Dataset excerpts:
::::::::::

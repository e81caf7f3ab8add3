use crate::file_processor::FileMetadata;
use crate::model::ApbsInput;
use crate::syntax::DecodedInput;
use std::time::Duration;

/// Legacy input decoded from disk
#[derive(Debug, Clone)]
pub struct DecodedFile {
    pub decoded: DecodedInput,
    pub file_metadata: FileMetadata,
    pub processing_duration: Duration,
}

impl DecodedFile {
    pub fn log_success(&self, file_path: &str) {
        crate::log_success!(
            crate::logging::codes::success::FILE_PROCESSING_SUCCESS,
            "Legacy input file decoded",
            "file" => file_path,
            "sections" => self.decoded.mapping.total_sections(),
            "warnings" => self.decoded.warnings.len(),
            "duration_ms" => format!("{:.2}", self.processing_duration.as_secs_f64() * 1000.0)
        );
    }
}

/// Structured input loaded from disk and validated
#[derive(Debug, Clone)]
pub struct LoadedInput {
    pub input: ApbsInput,
    pub file_metadata: FileMetadata,
    pub processing_duration: Duration,
}

impl LoadedInput {
    pub fn log_success(&self, file_path: &str) {
        crate::log_success!(
            crate::logging::codes::success::FILE_PROCESSING_SUCCESS,
            "Structured input file loaded",
            "file" => file_path,
            "calculations" => self.input.calculate.len(),
            "size" => self.file_metadata.human_readable_size(),
            "duration_ms" => format!("{:.2}", self.processing_duration.as_secs_f64() * 1000.0)
        );
    }
}
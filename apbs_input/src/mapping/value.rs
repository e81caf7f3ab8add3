//! Values stored in the canonical mapping
use serde::Serialize;
use std::collections::BTreeMap;
use std::fmt;

/// Directive keyword to value, for one section instance
pub type Directives = BTreeMap<String, Value>;

/// A decoded directive payload.
///
/// Integers and floats stay distinct so that `1` and `1.0` survive a
/// round trip through the emitter unchanged.
#[derive(Debug, Clone, PartialEq, Serialize)]
#[serde(untagged)]
pub enum Value {
    Integer(i64),
    Float(f64),
    Text(String),
    List(Vec<Value>),
    /// Insertion-ordered occurrences of a repeatable directive
    Indexed(BTreeMap<usize, Value>),
    /// Named sub-fields, e.g. an ion descriptor or READ formats
    Record(BTreeMap<String, Value>),
}

impl Value {
    pub fn text(s: impl Into<String>) -> Self {
        Self::Text(s.into())
    }

    pub fn as_str(&self) -> Option<&str> {
        match self {
            Self::Text(s) => Some(s),
            _ => None,
        }
    }

    pub fn as_i64(&self) -> Option<i64> {
        match self {
            Self::Integer(i) => Some(*i),
            _ => None,
        }
    }

    /// Numeric view; integers widen to floats
    pub fn as_f64(&self) -> Option<f64> {
        match self {
            Self::Integer(i) => Some(*i as f64),
            Self::Float(f) => Some(*f),
            _ => None,
        }
    }

    pub fn as_indexed(&self) -> Option<&BTreeMap<usize, Value>> {
        match self {
            Self::Indexed(items) => Some(items),
            _ => None,
        }
    }

    pub fn as_record(&self) -> Option<&BTreeMap<String, Value>> {
        match self {
            Self::Record(fields) => Some(fields),
            _ => None,
        }
    }

    /// Field or index lookup, `None` for scalars
    pub fn get(&self, key: &str) -> Option<&Value> {
        match self {
            Self::Record(fields) => fields.get(key),
            Self::Indexed(items) => key.parse().ok().and_then(|i: usize| items.get(&i)),
            Self::List(items) => key.parse().ok().and_then(|i: usize| items.get(i)),
            _ => None,
        }
    }

    /// Append to an index-keyed collection, using the next free index
    pub fn push_indexed(items: &mut BTreeMap<usize, Value>, value: Value) -> usize {
        let index = items.len();
        items.insert(index, value);
        index
    }
}

/// Scalars render as legacy input text, containers as space-joined words
impl fmt::Display for Value {
    fn fmt(&self, f: &mut fmt::Formatter<'_>) -> fmt::Result {
        match self {
            Self::Integer(i) => write!(f, "{}", i),
            Self::Float(x) => write!(f, "{:?}", x),
            Self::Text(s) => write!(f, "{}", s),
            Self::List(items) => {
                let words: Vec<String> = items.iter().map(|v| v.to_string()).collect();
                write!(f, "{}", words.join(" "))
            }
            Self::Indexed(items) => {
                let words: Vec<String> = items.values().map(|v| v.to_string()).collect();
                write!(f, "{}", words.join(" "))
            }
            Self::Record(fields) => {
                let words: Vec<String> = fields
                    .iter()
                    .map(|(k, v)| format!("{} {}", k, v))
                    .collect();
                write!(f, "{}", words.join(" "))
            }
        }
    }
}

impl From<i64> for Value {
    fn from(value: i64) -> Self {
        Self::Integer(value)
    }
}

impl From<f64> for Value {
    fn from(value: f64) -> Self {
        Self::Float(value)
    }
}

impl From<&str> for Value {
    fn from(value: &str) -> Self {
        Self::Text(value.to_string())
    }
}

impl From<String> for Value {
    fn from(value: String) -> Self {
        Self::Text(value)
    }
}

impl From<Vec<Value>> for Value {
    fn from(values: Vec<Value>) -> Self {
        Self::List(values)
    }
}
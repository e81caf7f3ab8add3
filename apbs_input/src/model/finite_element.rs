//! Finite-element polar solvation with adaptive mesh refinement

use super::error::{ModelResult, Violations};
use super::fields::{accept, checks, Fields, Mapping, MappingBuilder};
use super::polar::PolarSettings;
use super::InputFile;

pub const A_PRIORI_REFINEMENTS: &[&str] = &["geometric", "uniform"];

pub const ERROR_BASED_REFINEMENTS: &[&str] = &["global", "simplex", "fraction"];

#[derive(Debug, Clone, Default, PartialEq)]
pub struct FiniteElement {
    pub settings: PolarSettings,
    /// Refinement of the initial mesh before solving
    pub a_priori_refinement: Option<String>,
    /// Box lengths in Å of the problem domain
    pub domain_length: Option<[f64; 3]>,
    /// How simplices are chosen for error-driven refinement
    pub error_based_refinement: Option<String>,
    pub initial_mesh_resolution: Option<f64>,
    pub initial_mesh_vertices: Option<i64>,
    pub maximum_refinement_iterations: Option<i64>,
    pub maximum_vertices: Option<i64>,
    pub no_op: Option<bool>,
}

impl FiniteElement {
    pub fn set_a_priori_refinement(&mut self, value: &str) -> ModelResult<()> {
        self.a_priori_refinement = Some(accept(checks::choice(
            "a priori refinement",
            value,
            A_PRIORI_REFINEMENTS,
        ))?);
        Ok(())
    }

    pub fn set_domain_length(&mut self, value: [f64; 3]) -> ModelResult<()> {
        self.domain_length = Some(accept(checks::positive_triple("domain length", value))?);
        Ok(())
    }

    pub fn set_error_based_refinement(&mut self, value: &str) -> ModelResult<()> {
        self.error_based_refinement = Some(accept(checks::choice(
            "error based refinement",
            value,
            ERROR_BASED_REFINEMENTS,
        ))?);
        Ok(())
    }

    pub fn set_initial_mesh_resolution(&mut self, value: f64) -> ModelResult<()> {
        self.initial_mesh_resolution =
            Some(accept(checks::positive("initial mesh resolution", value))?);
        Ok(())
    }

    pub fn set_initial_mesh_vertices(&mut self, value: i64) -> ModelResult<()> {
        self.initial_mesh_vertices = Some(accept(checks::positive_integer(
            "initial mesh vertices",
            value,
        ))?);
        Ok(())
    }

    pub fn set_maximum_refinement_iterations(&mut self, value: i64) -> ModelResult<()> {
        self.maximum_refinement_iterations = Some(accept(checks::positive_integer(
            "maximum refinement iterations",
            value,
        ))?);
        Ok(())
    }

    pub fn set_maximum_vertices(&mut self, value: i64) -> ModelResult<()> {
        self.maximum_vertices = Some(accept(checks::positive_integer(
            "maximum vertices",
            value,
        ))?);
        Ok(())
    }
}

impl InputFile for FiniteElement {
    fn from_mapping(mapping: &Mapping) -> ModelResult<Self> {
        let fields = Fields::new(mapping);
        let mut calculation = Self {
            settings: PolarSettings::from_mapping(mapping)?,
            ..Self::default()
        };
        if let Some(value) = fields.string("a priori refinement")? {
            calculation.set_a_priori_refinement(&value)?;
        }
        if let Some(value) = fields.triple("domain length")? {
            calculation.set_domain_length(value)?;
        }
        if let Some(value) = fields.string("error based refinement")? {
            calculation.set_error_based_refinement(&value)?;
        }
        if let Some(value) = fields.opt_number("initial mesh resolution")? {
            calculation.set_initial_mesh_resolution(value)?;
        }
        if let Some(value) = fields.opt_integer("initial mesh vertices")? {
            calculation.set_initial_mesh_vertices(value)?;
        }
        if let Some(value) = fields.integer("maximum refinement iterations")? {
            calculation.set_maximum_refinement_iterations(value)?;
        }
        if let Some(value) = fields.integer("maximum vertices")? {
            calculation.set_maximum_vertices(value)?;
        }
        calculation.no_op = fields.opt_boolean("no-op")?;
        Ok(calculation)
    }

    fn to_mapping(&self) -> Mapping {
        MappingBuilder::new()
            .merge(self.settings.to_mapping())
            .opt("a priori refinement", self.a_priori_refinement.clone())
            .opt_triple("domain length", self.domain_length)
            .opt("error based refinement", self.error_based_refinement.clone())
            .opt("initial mesh resolution", self.initial_mesh_resolution)
            .opt("initial mesh vertices", self.initial_mesh_vertices)
            .opt(
                "maximum refinement iterations",
                self.maximum_refinement_iterations,
            )
            .opt("maximum vertices", self.maximum_vertices)
            .opt("no-op", self.no_op)
            .build()
    }

    fn validate(&self) -> ModelResult<()> {
        let mut violations = Violations::new();
        violations.nested(self.settings.validate());
        violations.require(
            "a priori refinement",
            self.a_priori_refinement.as_deref(),
            |name, value| checks::choice(name, value, A_PRIORI_REFINEMENTS),
        );
        violations.require(
            "domain length",
            self.domain_length,
            checks::positive_triple,
        );
        violations.require(
            "error based refinement",
            self.error_based_refinement.as_deref(),
            |name, value| checks::choice(name, value, ERROR_BASED_REFINEMENTS),
        );
        violations.optional(
            "initial mesh resolution",
            self.initial_mesh_resolution,
            checks::positive,
        );
        violations.optional(
            "initial mesh vertices",
            self.initial_mesh_vertices,
            checks::positive_integer,
        );
        violations.require(
            "maximum refinement iterations",
            self.maximum_refinement_iterations,
            checks::positive_integer,
        );
        violations.require(
            "maximum vertices",
            self.maximum_vertices,
            checks::positive_integer,
        );
        if let (Some(initial), Some(maximum)) = (self.initial_mesh_vertices, self.maximum_vertices)
        {
            violations.check(initial <= maximum, || {
                format!(
                    "Initial mesh vertices {} setting is greater than maximum mesh vertices setting {}.",
                    initial, maximum
                )
            });
        }
        violations.finish()
    }
}

#[cfg(test)]
mod tests {
    use super::*;
    use crate::model::polar::testing::polar_settings;
    use crate::model::ModelError;
    use assert_matches::assert_matches;
    use serde_json::json;

    fn finite_element_value() -> serde_json::Value {
        let mut value = polar_settings();
        let object = value.as_object_mut().unwrap();
        for (key, item) in [
            ("a priori refinement", json!("Geometric")),
            ("domain length", json!([50, 50, 50])),
            ("error based refinement", json!("fraction")),
            ("initial mesh resolution", json!(2.0)),
            ("initial mesh vertices", json!(20000)),
            ("maximum refinement iterations", json!(8)),
            ("maximum vertices", json!(400000)),
        ] {
            object.insert(key.to_string(), item);
        }
        value
    }

    #[test]
    fn test_finite_element_round_trip() {
        let value = finite_element_value();
        let calculation = FiniteElement::from_mapping(value.as_object().unwrap()).unwrap();
        calculation.validate().unwrap();
        assert_eq!(calculation.a_priori_refinement.as_deref(), Some("geometric"));
        assert_eq!(
            FiniteElement::from_mapping(&calculation.to_mapping()).unwrap(),
            calculation
        );
    }

    #[test]
    fn test_initial_vertices_above_maximum() {
        let mut value = finite_element_value();
        value["maximum vertices"] = json!(1000);
        let calculation = FiniteElement::from_mapping(value.as_object().unwrap()).unwrap();
        assert_eq!(
            calculation.validate().unwrap_err().to_string(),
            "Initial mesh vertices 20000 setting is greater than maximum mesh vertices setting 1000."
        );
    }

    #[test]
    fn test_refinement_vocabularies() {
        let mut calculation = FiniteElement::default();
        assert_matches!(
            calculation.set_error_based_refinement("local"),
            Err(ModelError::OutOfDomain { .. })
        );
        assert_matches!(
            calculation.set_domain_length([50.0, 0.0, 50.0]),
            Err(ModelError::OutOfDomain { .. })
        );
        let mut value = finite_element_value();
        value.as_object_mut().unwrap().remove("maximum vertices");
        assert_matches!(
            FiniteElement::from_mapping(value.as_object().unwrap()),
            Err(ModelError::MissingKey { key }) if key == "maximum vertices"
        );
    }
}
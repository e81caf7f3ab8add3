//! Span-accurate token stream for the legacy parser
//!
//! Whitespace and comments are kept in `all_tokens` so spans stay exact, but
//! navigation only ever visits significant tokens.

use crate::{
    tokens::token::*,
    utils::{SourceMap, Span, Spanned},
};

/// A token with span information
pub type SpannedToken = Spanned<Token>;

#[derive(Debug, Clone)]
pub struct TokenStream {
    /// All tokens (including whitespace and comments) with original spans
    all_tokens: Vec<SpannedToken>,
    /// Indices into all_tokens for significant tokens
    significant_indices: Vec<usize>,
    /// Current position in significant_indices
    position: usize,
    source_map: Option<SourceMap>,
}

impl TokenStream {
    pub fn new(tokens: Vec<SpannedToken>) -> Self {
        let mut stream = Self {
            all_tokens: tokens,
            significant_indices: Vec::new(),
            position: 0,
            source_map: None,
        };
        stream.rebuild_significant_indices();
        stream
    }

    /// Create stream with source map so lexemes and line text are available
    pub fn with_source_map(tokens: Vec<SpannedToken>, source_map: SourceMap) -> Self {
        let mut stream = Self::new(tokens);
        stream.source_map = Some(source_map);
        stream
    }

    fn rebuild_significant_indices(&mut self) {
        self.significant_indices = self
            .all_tokens
            .iter()
            .enumerate()
            .filter(|(_, spanned)| spanned.value.is_significant())
            .map(|(i, _)| i)
            .collect();

        crate::log_debug!("Token stream built",
            "total_tokens" => self.all_tokens.len(),
            "significant_tokens" => self.significant_indices.len()
        );

        self.position = 0;
    }

    // === NAVIGATION ===

    pub fn current(&self) -> Option<&SpannedToken> {
        self.peek_ahead(0)
    }

    pub fn current_token(&self) -> Option<&Token> {
        self.current().map(|spanned| &spanned.value)
    }

    pub fn current_span(&self) -> Option<Span> {
        self.current().map(|spanned| spanned.span)
    }

    pub fn peek(&self) -> Option<&SpannedToken> {
        self.peek_ahead(1)
    }

    /// Peek ahead by n positions in significant tokens
    pub fn peek_ahead(&self, n: usize) -> Option<&SpannedToken> {
        self.significant_indices
            .get(self.position + n)
            .and_then(|&original_index| self.all_tokens.get(original_index))
    }

    /// Move past the current token, returning it
    pub fn advance(&mut self) -> Option<SpannedToken> {
        let current = self.current().cloned();
        if self.position < self.significant_indices.len() {
            self.position += 1;
        }
        current
    }

    /// True at the end marker or when the tokens run out
    pub fn is_at_end(&self) -> bool {
        matches!(self.current_token(), None | Some(Token::Eof))
    }

    pub fn len(&self) -> usize {
        self.significant_indices.len()
    }

    pub fn is_empty(&self) -> bool {
        self.significant_indices.is_empty()
    }

    pub fn save_position(&self) -> usize {
        self.position
    }

    pub fn restore_position(&mut self, saved_position: usize) {
        self.position = saved_position.min(self.significant_indices.len());
    }

    pub fn remaining_count(&self) -> usize {
        self.significant_indices.len().saturating_sub(self.position)
    }

    // === SPANS AND SOURCE TEXT ===

    /// Span of the current token, or of the last token once exhausted
    pub fn error_span(&self) -> Span {
        self.current_span()
            .or_else(|| self.all_tokens.last().map(|t| t.span))
            .unwrap_or_else(Span::dummy)
    }

    pub fn source_map(&self) -> Option<&SourceMap> {
        self.source_map.as_ref()
    }

    pub fn source_text(&self, span: &Span) -> Option<&str> {
        self.source_map.as_ref().map(|sm| span.slice(&sm.source))
    }

    /// Original text of a token, which keeps the casing of paths
    pub fn lexeme(&self, token: &SpannedToken) -> String {
        match self.source_text(&token.span) {
            Some(text) if !text.is_empty() => text.to_string(),
            _ => token.value.as_source_string(),
        }
    }

    pub fn all_tokens(&self) -> &[SpannedToken] {
        &self.all_tokens
    }

    pub fn diagnostic(&self) -> String {
        let current_info = match self.current() {
            Some(current) => format!("'{}' at {}", current.value, current.span),
            None => "<EOF>".to_string(),
        };
        format!(
            "TokenStream(pos: {}/{}, current: {})",
            self.position,
            self.significant_indices.len(),
            current_info
        )
    }
}
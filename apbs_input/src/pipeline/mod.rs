//! File-level entry points: legacy decoding and structured loading

mod error;
mod result;

pub use error::PipelineError;
pub use result::{DecodedFile, LoadedInput};

use crate::file_processor::InputFormat;
use crate::logging;
use crate::model::{validate_logged, ApbsInput, InputFile};
use std::path::PathBuf;
use std::time::Instant;

/// Decode a legacy input file (file -> tokens -> sections -> mapping)
pub fn decode_file(file_path: &str) -> Result<DecodedFile, PipelineError> {
    let start_time = Instant::now();

    logging::with_file_context(PathBuf::from(file_path), || {
        crate::log_info!("Decoding legacy input file", "file" => file_path);

        let file_result = crate::file_processor::process_file(file_path)?;
        if file_result.metadata.format.is_structured() {
            return Err(PipelineError::unsupported_format(
                file_path,
                "a legacy input file",
            ));
        }

        let decoded = crate::syntax::parse_string_named(&file_result.source, file_path)?;
        let result = DecodedFile {
            decoded,
            file_metadata: file_result.metadata,
            processing_duration: start_time.elapsed(),
        };
        result.log_success(file_path);
        Ok(result)
    })
}

/// Load a JSON or TOML document into a validated [`ApbsInput`]
pub fn load_structured_file(file_path: &str) -> Result<LoadedInput, PipelineError> {
    let start_time = Instant::now();

    logging::with_file_context(PathBuf::from(file_path), || {
        crate::log_info!("Loading structured input file", "file" => file_path);

        let file_result = crate::file_processor::process_file(file_path)?;
        let input = match file_result.metadata.format {
            InputFormat::Json => ApbsInput::from_json(&file_result.source)?,
            InputFormat::Toml => ApbsInput::from_toml(&file_result.source)?,
            InputFormat::Legacy | InputFormat::Unknown => {
                return Err(PipelineError::unsupported_format(
                    file_path,
                    "a .json or .toml file",
                ))
            }
        };
        validate_logged(&input, "apbs input")?;

        let result = LoadedInput {
            input,
            file_metadata: file_result.metadata,
            processing_duration: start_time.elapsed(),
        };
        result.log_success(file_path);
        Ok(result)
    })
}

/// Check that every stage's error codes are registered
pub fn validate_pipeline() -> Result<(), String> {
    crate::log_debug!("Validating pipeline configuration");

    crate::lexical::init_lexical_analysis_logging()?;
    crate::syntax::init_syntax_logging()?;
    crate::model::init_model_logging()?;

    crate::log_success!(
        crate::logging::codes::success::SYSTEM_INITIALIZATION_COMPLETED,
        "Pipeline validation succeeded",
        "stages_validated" => 3
    );
    Ok(())
}

/// Encode a document as JSON or TOML
pub fn encode(input: &ApbsInput, format: InputFormat) -> Result<String, PipelineError> {
    match format {
        InputFormat::Json => Ok(input.to_json()?),
        InputFormat::Toml => Ok(input.to_toml()?),
        InputFormat::Legacy | InputFormat::Unknown => {
            Err(PipelineError::unsupported_format("<output>", "json or toml"))
        }
    }
}
//! Builder functions for legacy grammar productions

pub mod atomic;
pub mod directives;
pub mod sections;

pub use atomic::{
    expect_keyword, expect_value_token, is_identifier, parse_bounded, parse_choice,
    parse_identifier, parse_integer, parse_number, parse_path, Parser,
};

pub use directives::{
    parse_center, parse_diff, parse_grid2d, parse_ion, parse_payload, parse_term, parse_triple,
    parse_usemap, parse_write, parse_writemat, parse_xyz,
};

pub use sections::{
    parse_input, parse_keyword_section, parse_print_section, parse_read_section,
    parse_section_body,
};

::::::::::

Return a copy of each line in the entries that carries the string "filename".

filename apbs_input/src/mapping/value.rs
filename apbs_input/src/model/finite_element.rs
filename apbs_input/src/pipeline/mod.rs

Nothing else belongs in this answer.